Wind-up, secondo dolore:
Sommazione temporale lenta di dolore trasmesso da fibre C. Una stimolazione nociva ripetitiva equivalente a meno di uno stimolo ogni 3 secondi. Può portare la persona a percepire un incremento graduale nel livello di dolore percepito.

Ziconotide:
Farmaco analgesico, derivato dalla omega-conotossina del gasteropode marino Conus magus. È un peptide composto da 25 amminoacidi, che ha come caratteristica farmacocinetica principale la capacità di bloccare selettivamente i Canali del Calcio di Tipo N. Tali canali sono tra i principali responsabili della modulazione del dolore a livello del midollo spinale; pertanto lo Ziconotide, iniettato nel canale vertebrale, possiede un'efficacia analgesica paragonabile o superiore a quella della Morfina. Il principale vantaggio di questo farmaco è l'assenza di tolleranza e di dipendenza, per cui la sua somministrazione può essere interrotta in qualsiasi momento, a differenza della somministrazione della Morfina e degli altri oppioidi.

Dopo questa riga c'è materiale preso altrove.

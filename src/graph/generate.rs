//! Flattening the graph into its JSON document.
//!
//! One pass after deferred construction has run. Names and identifiers are
//! fixed at creation time, so generating twice yields the same document.

use super::model::{CheckpointJson, GraphConfigJson, GraphJson, IncludeJson, SplConfigJson};
use super::operator::{Operator, OperatorModel};
use super::{Graph, ToolkitRef};
use crate::error::Result;
use serde_json::{Value, json};
use tracing::{info, warn};

impl ToolkitRef {
    pub fn spl_json(&self) -> Value {
        match self {
            ToolkitRef::Root(root) => json!({ "root": root }),
            ToolkitRef::Dependency { name, version } => {
                json!({ "name": name, "version": version })
            }
        }
    }
}

impl Graph {
    /// True if no operator other than markers needs the Python runtime.
    pub fn is_pure_spl(&self) -> bool {
        self.operators
            .iter()
            .filter(|op| !op.is_marker())
            .all(|op| op.model() == OperatorModel::Spl)
    }

    /// Produce the graph document.
    pub fn generate_spl_graph(&mut self) -> Result<GraphJson> {
        // 1) Let deferred construction finish.
        self.run_deferred()?;

        // 2) Application level config.
        let (model, language) = if self.is_pure_spl() {
            ("spl", "spl")
        } else {
            ("functional", "python")
        };

        let includes = self
            .includes
            .iter()
            .map(|inc| IncludeJson {
                source: inc.source.clone(),
                target: inc.target.clone(),
            })
            .collect();

        let config = GraphConfigJson {
            model: model.to_string(),
            language: language.to_string(),
            includes,
            spl: SplConfigJson {
                toolkits: self.toolkits.iter().map(ToolkitRef::spl_json).collect(),
            },
            checkpoint: self.checkpoint_period.map(|p| CheckpointJson {
                mode: "periodic".to_string(),
                period: p.as_micros(),
            }),
            colocate_tag_mapping: self.colocate_tags.mapping(),
        };

        // 3) Operators, or the bare main composite.
        let main_composite = match (self.main_composite, self.operators.as_slice()) {
            (true, [only]) => Some(only.kind().to_string()),
            (true, ops) => {
                warn!(
                    operators = ops.len(),
                    "main composite requested with more than one operator, emitting all operators"
                );
                None
            }
            (false, _) => None,
        };
        let operators = if main_composite.is_some() {
            Vec::new()
        } else {
            self.operators.iter().map(|op| self.operator_json(op)).collect()
        };

        let parameters = self
            .submission_parameters
            .iter()
            .map(|(name, expr)| (name.clone(), expr.spl_json()))
            .collect();

        info!(
            name = %self.name,
            namespace = %self.namespace,
            operators = operators.len(),
            model,
            "graph generated"
        );

        Ok(GraphJson {
            name: self.name.clone(),
            namespace: self.namespace.clone(),
            public: true,
            annotations: self.annotations.iter().map(|a| a.spl_json()).collect(),
            config,
            parameters,
            operators,
            main_composite,
        })
    }

    fn operator_json(&self, op: &Operator) -> Value {
        let outputs = op
            .outputs()
            .iter()
            .map(|id| {
                let port = &self.output_ports[id.0];
                let connections = port
                    .connections()
                    .iter()
                    .map(|i| self.input_ports[i.0].name().to_string())
                    .collect();
                port.spl_json(connections)
            })
            .collect();

        let inputs = op
            .inputs()
            .iter()
            .map(|id| {
                let port = &self.input_ports[id.0];
                let connections = port
                    .connections()
                    .iter()
                    .map(|o| self.output_ports[o.0].runtime_id().to_string())
                    .collect();
                port.spl_json(connections)
            })
            .collect();

        Value::Object(op.spl_json(outputs, inputs))
    }
}
//! Error taxonomy for graph construction.
//!
//! Configuration misuse and naming/reference misuse are kept apart so callers
//! can tell them apart by matching on the outer variant.

use thiserror::Error;

/// Errors raised while building a graph.
#[derive(Debug, Error)]
pub enum GraphError {
    #[error(transparent)]
    Config(#[from] ConfigError),

    #[error(transparent)]
    Reference(#[from] ReferenceError),
}

/// Invalid configuration values, rejected at the point of construction.
#[derive(Debug, Clone, PartialEq, Error)]
pub enum ConfigError {
    /// Consistent region settings that cannot be honoured.
    #[error("invalid consistent region: {0}")]
    ConsistentRegion(String),

    #[error("checkpoint period must be greater than zero")]
    CheckpointPeriod,

    #[error("invalid schema '{schema}': {reason}")]
    Schema { schema: String, reason: String },

    #[error("invalid window: {0}")]
    Window(String),

    #[error("parallel width must be greater than zero")]
    Width,

    /// A callable that must travel inline could not produce its payload.
    #[error("callable '{name}' cannot be serialized: {reason}")]
    Callable { name: String, reason: String },

    #[error("markers do not accept {0}")]
    Marker(&'static str),
}

/// Names or handles that do not refer to what the caller claims.
#[derive(Debug, Clone, PartialEq, Error)]
pub enum ReferenceError {
    #[error("unknown operator id {0}")]
    UnknownOperator(usize),

    #[error("unknown output port id {0}")]
    UnknownOutputPort(usize),

    #[error("unknown input port id {0}")]
    UnknownInputPort(usize),

    #[error("stream '{stream}' is not an input of operator '{operator}'")]
    NotAnInput { stream: String, operator: String },

    #[error("stream '{stream}' is not an output of operator '{operator}'")]
    NotAnOutput { stream: String, operator: String },

    /// Unqualified attribute on an operator with several input ports.
    #[error("attribute '{attribute}' is ambiguous: operator '{operator}' has {ports} input ports")]
    AmbiguousAttribute {
        attribute: String,
        operator: String,
        ports: usize,
    },
}

impl GraphError {
    pub fn is_config(&self) -> bool {
        matches!(self, GraphError::Config(_))
    }

    pub fn is_reference(&self) -> bool {
        matches!(self, GraphError::Reference(_))
    }
}

pub type Result<T> = std::result::Result<T, GraphError>;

Il farmaco presenta una serie di effetti collaterali, specialmente di tipo neuropsichiatrico, che ne rendono controindicato l'uso in caso di pre-esistenti patologie psichiatriche (quali psicosi, etc.). Lo Ziconotide viene utilizzato esclusivamente nel dolore cronico, quando altre terapie antalgiche falliscono o non sono indicate; il suo limite principale è relativo alla via di somministrazione, che - per via dei significativi effetti collaterali legati alle altre modalità - deve necessariamente essere intratecale (realizzato tramite pompe intratecali, ovvero cateteri fissi direttamente impiantati nel canale vertebrale, in modo tale che il principio attivo raggiunga direttamente il fluido cerebrospinale). Questo aspetto ne può limitare l'utilizzabilità principalmente ai contesti ospedalieri e di Hospice. Approvato per l'uso analgesico dalla FDA statunitense nel dicembre 2004 e dalla Commissione Europea nel febbraio 2005, è entrato in commercio in Italia nel luglio 2007; sono però ancora pochi i Centri di Terapia del Dolore che lo utilizzano, nonostante le sue potenzialità cliniche suscitino un forte interesse.